** Opening RECORDS FOR THIS EXERCISE block **

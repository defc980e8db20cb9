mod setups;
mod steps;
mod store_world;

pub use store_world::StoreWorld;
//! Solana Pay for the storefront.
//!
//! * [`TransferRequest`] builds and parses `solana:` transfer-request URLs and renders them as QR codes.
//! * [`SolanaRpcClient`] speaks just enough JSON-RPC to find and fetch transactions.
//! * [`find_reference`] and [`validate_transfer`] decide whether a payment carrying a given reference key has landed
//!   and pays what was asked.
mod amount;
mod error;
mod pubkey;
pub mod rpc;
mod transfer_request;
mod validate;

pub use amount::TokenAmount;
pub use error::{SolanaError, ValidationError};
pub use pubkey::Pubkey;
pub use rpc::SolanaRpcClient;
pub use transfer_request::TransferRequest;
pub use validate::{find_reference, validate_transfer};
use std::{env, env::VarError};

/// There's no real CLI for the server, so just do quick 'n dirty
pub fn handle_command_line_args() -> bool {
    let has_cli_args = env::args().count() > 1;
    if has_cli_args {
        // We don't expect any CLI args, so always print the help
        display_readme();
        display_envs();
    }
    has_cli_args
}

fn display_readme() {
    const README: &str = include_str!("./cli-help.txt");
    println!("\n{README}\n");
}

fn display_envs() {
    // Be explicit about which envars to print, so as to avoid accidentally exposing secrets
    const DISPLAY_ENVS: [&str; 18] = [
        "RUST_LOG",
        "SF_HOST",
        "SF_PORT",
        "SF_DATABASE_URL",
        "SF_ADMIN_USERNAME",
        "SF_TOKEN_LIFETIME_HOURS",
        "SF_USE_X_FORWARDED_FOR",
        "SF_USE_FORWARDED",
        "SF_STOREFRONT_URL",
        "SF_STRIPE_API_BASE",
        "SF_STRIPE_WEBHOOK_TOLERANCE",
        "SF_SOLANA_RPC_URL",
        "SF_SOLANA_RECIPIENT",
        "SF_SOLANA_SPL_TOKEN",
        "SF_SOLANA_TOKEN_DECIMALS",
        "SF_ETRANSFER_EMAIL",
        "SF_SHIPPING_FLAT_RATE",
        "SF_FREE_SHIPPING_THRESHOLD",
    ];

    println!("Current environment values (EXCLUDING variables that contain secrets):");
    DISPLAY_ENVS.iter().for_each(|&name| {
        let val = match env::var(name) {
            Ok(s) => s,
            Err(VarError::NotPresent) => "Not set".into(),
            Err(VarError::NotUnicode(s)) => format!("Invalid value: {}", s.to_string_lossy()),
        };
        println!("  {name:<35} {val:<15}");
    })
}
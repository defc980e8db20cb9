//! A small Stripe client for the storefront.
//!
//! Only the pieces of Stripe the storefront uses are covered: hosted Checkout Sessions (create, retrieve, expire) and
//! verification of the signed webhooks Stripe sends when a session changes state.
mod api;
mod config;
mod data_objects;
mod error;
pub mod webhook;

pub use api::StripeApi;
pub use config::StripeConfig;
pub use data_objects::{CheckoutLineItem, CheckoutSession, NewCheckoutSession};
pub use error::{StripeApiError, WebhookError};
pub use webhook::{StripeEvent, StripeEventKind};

** Closing RECORDS FOR THIS EXERCISE block **
** Opening RECORDS FOR THIS EXERCISE block **

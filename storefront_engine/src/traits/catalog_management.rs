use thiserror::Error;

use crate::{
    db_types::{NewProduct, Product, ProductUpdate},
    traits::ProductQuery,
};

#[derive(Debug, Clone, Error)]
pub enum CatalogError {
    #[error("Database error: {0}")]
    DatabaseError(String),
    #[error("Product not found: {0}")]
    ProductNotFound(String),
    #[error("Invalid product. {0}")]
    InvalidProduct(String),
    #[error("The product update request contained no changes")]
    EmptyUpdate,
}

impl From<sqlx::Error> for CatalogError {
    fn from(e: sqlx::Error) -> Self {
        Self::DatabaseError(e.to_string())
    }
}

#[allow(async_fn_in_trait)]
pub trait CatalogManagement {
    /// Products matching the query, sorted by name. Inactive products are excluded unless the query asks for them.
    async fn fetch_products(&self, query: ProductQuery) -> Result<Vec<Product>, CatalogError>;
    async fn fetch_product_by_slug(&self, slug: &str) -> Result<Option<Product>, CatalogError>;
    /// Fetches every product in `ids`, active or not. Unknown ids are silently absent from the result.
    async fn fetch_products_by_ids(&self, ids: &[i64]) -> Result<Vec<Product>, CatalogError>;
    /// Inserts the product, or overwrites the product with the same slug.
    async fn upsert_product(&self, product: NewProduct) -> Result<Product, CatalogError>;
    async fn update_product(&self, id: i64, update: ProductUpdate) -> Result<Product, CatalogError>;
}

** Closing RECORDS FOR THIS EXERCISE block **

**WORK ITEM:**
Repeat the entries above verbatim, but only from the line that has "mod pubkey;" down to the line that has "pub fn handle_command_line_args()", inclusive.

**YOUR RESPONSE:**
mod pubkey;
pub mod rpc;
mod transfer_request;
mod validate;

pub use amount::TokenAmount;
pub use error::{SolanaError, ValidationError};
pub use pubkey::Pubkey;
pub use rpc::SolanaRpcClient;
pub use transfer_request::TransferRequest;
pub use validate::{find_reference, validate_transfer};
use std::{env, env::VarError};

/// There's no real CLI for the server, so just do quick 'n dirty
pub fn handle_command_line_args() -> bool {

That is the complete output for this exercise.